[ENTRIES SHOWN Boundary: Start]
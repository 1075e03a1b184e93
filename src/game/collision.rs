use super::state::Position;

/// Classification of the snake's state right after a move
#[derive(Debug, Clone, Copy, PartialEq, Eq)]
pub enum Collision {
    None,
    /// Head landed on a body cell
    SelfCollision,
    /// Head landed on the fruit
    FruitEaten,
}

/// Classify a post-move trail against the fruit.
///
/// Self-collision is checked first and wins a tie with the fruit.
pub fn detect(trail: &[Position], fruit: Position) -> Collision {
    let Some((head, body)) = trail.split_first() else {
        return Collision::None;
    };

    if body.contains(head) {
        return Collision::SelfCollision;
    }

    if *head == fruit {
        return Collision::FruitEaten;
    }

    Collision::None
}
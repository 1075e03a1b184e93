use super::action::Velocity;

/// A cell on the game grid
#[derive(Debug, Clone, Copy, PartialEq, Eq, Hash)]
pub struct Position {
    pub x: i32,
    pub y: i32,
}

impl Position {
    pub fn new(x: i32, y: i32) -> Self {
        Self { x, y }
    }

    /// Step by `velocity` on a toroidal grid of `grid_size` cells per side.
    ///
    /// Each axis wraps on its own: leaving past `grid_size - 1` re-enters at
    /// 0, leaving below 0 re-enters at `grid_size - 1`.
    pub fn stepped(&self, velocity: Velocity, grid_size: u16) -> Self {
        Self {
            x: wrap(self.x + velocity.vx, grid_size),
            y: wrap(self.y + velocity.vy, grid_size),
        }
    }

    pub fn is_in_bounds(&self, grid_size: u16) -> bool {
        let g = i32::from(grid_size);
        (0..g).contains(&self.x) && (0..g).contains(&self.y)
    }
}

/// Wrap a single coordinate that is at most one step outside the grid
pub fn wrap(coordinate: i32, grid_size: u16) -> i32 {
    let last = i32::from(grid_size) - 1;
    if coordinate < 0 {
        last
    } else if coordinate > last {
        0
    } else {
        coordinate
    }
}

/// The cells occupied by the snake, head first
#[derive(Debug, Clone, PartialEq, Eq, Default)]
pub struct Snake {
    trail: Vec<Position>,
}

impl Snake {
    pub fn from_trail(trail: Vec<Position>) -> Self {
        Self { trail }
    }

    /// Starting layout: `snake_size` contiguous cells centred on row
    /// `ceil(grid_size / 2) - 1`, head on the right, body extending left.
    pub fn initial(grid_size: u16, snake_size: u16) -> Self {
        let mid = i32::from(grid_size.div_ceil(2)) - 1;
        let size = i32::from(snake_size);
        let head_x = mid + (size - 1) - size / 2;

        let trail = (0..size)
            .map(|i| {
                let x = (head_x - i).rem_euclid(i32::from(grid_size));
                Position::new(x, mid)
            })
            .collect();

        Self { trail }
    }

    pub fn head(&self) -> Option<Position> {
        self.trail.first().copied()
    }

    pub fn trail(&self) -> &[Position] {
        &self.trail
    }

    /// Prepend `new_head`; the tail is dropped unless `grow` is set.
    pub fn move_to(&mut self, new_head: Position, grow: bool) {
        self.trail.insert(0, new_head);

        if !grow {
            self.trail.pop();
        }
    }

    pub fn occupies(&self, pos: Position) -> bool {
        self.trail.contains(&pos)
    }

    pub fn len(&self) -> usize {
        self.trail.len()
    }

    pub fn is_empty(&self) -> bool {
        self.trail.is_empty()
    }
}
[ENTRIES SHOWN Boundary: End]
[ENTRIES SHOWN Boundary: Start]
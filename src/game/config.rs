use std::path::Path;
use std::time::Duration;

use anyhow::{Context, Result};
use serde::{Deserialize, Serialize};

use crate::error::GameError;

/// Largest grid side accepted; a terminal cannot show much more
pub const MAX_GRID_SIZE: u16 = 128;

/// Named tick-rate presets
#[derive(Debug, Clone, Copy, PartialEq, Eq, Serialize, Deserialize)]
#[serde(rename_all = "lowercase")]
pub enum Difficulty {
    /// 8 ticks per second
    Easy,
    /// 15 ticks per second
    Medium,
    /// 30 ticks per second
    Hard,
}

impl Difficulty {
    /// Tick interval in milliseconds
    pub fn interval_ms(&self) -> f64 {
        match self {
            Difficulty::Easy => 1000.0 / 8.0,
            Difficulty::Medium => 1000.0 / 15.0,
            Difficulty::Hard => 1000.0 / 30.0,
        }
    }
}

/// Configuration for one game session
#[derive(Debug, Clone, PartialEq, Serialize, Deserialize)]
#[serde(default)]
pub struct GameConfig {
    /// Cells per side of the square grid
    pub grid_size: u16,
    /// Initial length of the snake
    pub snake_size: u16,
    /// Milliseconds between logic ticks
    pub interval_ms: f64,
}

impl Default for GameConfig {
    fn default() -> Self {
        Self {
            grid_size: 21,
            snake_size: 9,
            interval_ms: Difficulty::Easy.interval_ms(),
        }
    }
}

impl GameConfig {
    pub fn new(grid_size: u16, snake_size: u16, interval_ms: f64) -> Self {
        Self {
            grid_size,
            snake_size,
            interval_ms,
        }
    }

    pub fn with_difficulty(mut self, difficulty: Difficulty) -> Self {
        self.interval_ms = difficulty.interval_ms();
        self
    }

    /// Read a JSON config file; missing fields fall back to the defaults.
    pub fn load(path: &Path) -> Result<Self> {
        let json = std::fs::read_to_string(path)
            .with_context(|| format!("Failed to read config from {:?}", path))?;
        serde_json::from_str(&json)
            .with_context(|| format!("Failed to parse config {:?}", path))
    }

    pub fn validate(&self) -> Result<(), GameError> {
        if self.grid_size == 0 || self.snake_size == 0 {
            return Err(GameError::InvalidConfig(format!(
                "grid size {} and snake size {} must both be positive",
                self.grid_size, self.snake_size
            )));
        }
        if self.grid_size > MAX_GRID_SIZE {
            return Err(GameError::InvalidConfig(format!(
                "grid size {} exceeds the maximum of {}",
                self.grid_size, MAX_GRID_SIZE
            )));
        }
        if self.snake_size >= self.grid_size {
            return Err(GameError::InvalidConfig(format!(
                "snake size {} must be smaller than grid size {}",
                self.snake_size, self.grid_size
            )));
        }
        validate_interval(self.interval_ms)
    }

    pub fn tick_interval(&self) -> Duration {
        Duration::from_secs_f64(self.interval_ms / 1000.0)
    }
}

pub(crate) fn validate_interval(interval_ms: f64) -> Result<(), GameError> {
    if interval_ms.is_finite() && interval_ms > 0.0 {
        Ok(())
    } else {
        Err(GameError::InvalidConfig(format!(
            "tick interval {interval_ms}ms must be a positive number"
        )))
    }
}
[ENTRIES SHOWN Boundary: End]
[ENTRIES SHOWN Boundary: Start]
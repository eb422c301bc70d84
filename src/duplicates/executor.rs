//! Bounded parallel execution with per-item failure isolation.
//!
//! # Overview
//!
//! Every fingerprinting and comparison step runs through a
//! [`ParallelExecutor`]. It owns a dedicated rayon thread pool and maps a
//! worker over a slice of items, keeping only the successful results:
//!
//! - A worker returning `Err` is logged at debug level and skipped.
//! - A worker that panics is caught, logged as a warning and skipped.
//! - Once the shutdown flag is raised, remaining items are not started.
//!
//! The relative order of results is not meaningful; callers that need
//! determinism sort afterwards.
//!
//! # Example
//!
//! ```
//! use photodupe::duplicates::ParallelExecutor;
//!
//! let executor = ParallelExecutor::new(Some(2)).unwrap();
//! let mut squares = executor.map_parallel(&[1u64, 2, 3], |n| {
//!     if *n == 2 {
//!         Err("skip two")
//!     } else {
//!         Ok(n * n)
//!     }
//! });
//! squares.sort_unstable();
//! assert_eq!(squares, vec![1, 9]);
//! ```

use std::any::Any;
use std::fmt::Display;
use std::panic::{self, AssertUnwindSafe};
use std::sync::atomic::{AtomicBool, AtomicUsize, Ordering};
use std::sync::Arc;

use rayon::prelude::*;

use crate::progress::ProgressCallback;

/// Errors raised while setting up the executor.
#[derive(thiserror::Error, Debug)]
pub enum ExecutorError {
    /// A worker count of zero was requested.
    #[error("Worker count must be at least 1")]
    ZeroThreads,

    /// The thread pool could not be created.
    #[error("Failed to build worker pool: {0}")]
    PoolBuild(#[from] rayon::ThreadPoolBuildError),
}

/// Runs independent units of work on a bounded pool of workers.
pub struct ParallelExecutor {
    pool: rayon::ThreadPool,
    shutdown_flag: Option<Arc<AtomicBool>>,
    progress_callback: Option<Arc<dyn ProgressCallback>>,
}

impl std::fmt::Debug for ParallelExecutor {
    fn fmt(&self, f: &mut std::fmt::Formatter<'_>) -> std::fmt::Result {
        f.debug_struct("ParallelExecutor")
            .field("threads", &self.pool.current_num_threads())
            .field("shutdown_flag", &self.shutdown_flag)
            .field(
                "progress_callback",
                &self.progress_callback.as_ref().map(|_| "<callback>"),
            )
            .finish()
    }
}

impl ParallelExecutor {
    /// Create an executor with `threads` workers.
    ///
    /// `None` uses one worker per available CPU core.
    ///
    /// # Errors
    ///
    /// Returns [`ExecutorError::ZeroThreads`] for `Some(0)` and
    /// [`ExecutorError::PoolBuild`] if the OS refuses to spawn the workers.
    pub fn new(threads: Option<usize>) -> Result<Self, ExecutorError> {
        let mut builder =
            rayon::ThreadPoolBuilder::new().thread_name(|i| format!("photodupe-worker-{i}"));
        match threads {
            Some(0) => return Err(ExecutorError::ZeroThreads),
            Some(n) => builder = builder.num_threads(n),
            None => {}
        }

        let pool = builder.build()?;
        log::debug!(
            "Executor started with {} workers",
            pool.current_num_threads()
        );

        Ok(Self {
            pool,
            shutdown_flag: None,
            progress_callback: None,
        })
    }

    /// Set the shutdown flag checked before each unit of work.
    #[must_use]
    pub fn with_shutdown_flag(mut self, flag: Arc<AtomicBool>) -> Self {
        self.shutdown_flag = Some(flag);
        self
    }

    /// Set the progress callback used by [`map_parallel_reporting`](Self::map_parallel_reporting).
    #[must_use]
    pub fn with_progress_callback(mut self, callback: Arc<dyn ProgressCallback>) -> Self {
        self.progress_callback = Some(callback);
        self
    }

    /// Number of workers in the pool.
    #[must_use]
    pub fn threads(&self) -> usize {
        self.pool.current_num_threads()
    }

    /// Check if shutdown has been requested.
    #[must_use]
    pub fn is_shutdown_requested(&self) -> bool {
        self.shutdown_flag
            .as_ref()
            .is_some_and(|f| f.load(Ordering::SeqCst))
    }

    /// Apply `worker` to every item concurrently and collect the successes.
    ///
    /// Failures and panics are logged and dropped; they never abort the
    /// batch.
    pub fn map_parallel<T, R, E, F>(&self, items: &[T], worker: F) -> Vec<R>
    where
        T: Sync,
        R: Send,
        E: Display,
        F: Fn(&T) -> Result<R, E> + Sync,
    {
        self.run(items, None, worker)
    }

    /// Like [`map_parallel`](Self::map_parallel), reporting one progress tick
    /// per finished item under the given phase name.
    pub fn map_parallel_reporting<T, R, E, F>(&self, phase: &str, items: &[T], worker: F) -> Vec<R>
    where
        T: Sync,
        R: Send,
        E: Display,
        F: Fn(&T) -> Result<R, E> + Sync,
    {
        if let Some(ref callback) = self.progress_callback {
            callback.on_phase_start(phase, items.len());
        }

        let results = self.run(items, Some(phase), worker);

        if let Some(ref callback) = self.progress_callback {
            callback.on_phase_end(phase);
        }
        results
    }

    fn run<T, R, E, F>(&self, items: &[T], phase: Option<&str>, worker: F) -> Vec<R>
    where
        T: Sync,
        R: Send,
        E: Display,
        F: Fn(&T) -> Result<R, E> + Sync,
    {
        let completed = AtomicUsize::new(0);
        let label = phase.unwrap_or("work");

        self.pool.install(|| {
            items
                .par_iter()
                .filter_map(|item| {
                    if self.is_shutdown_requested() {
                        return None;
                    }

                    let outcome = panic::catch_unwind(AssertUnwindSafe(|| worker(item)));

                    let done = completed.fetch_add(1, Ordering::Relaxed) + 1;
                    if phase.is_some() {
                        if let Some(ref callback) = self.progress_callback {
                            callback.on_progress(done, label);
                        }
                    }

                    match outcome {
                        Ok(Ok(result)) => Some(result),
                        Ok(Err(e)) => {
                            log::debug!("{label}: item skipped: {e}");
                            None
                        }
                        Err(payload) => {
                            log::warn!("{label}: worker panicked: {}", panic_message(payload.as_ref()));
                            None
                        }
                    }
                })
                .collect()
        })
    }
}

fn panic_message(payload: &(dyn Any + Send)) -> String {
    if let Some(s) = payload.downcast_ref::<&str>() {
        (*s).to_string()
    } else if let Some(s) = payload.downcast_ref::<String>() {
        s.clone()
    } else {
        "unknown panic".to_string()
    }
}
[ENTRIES SHOWN Boundary: End]
• **DIRECTIONS**:
The expected result is a copy of each line in the records where "Serialize" appears.

• **THE COMPLETED TASK**:
use serde::{Deserialize, Serialize};
#[derive(Debug, Clone, Copy, PartialEq, Eq, Serialize, Deserialize)]
#[derive(Debug, Clone, PartialEq, Serialize, Deserialize)]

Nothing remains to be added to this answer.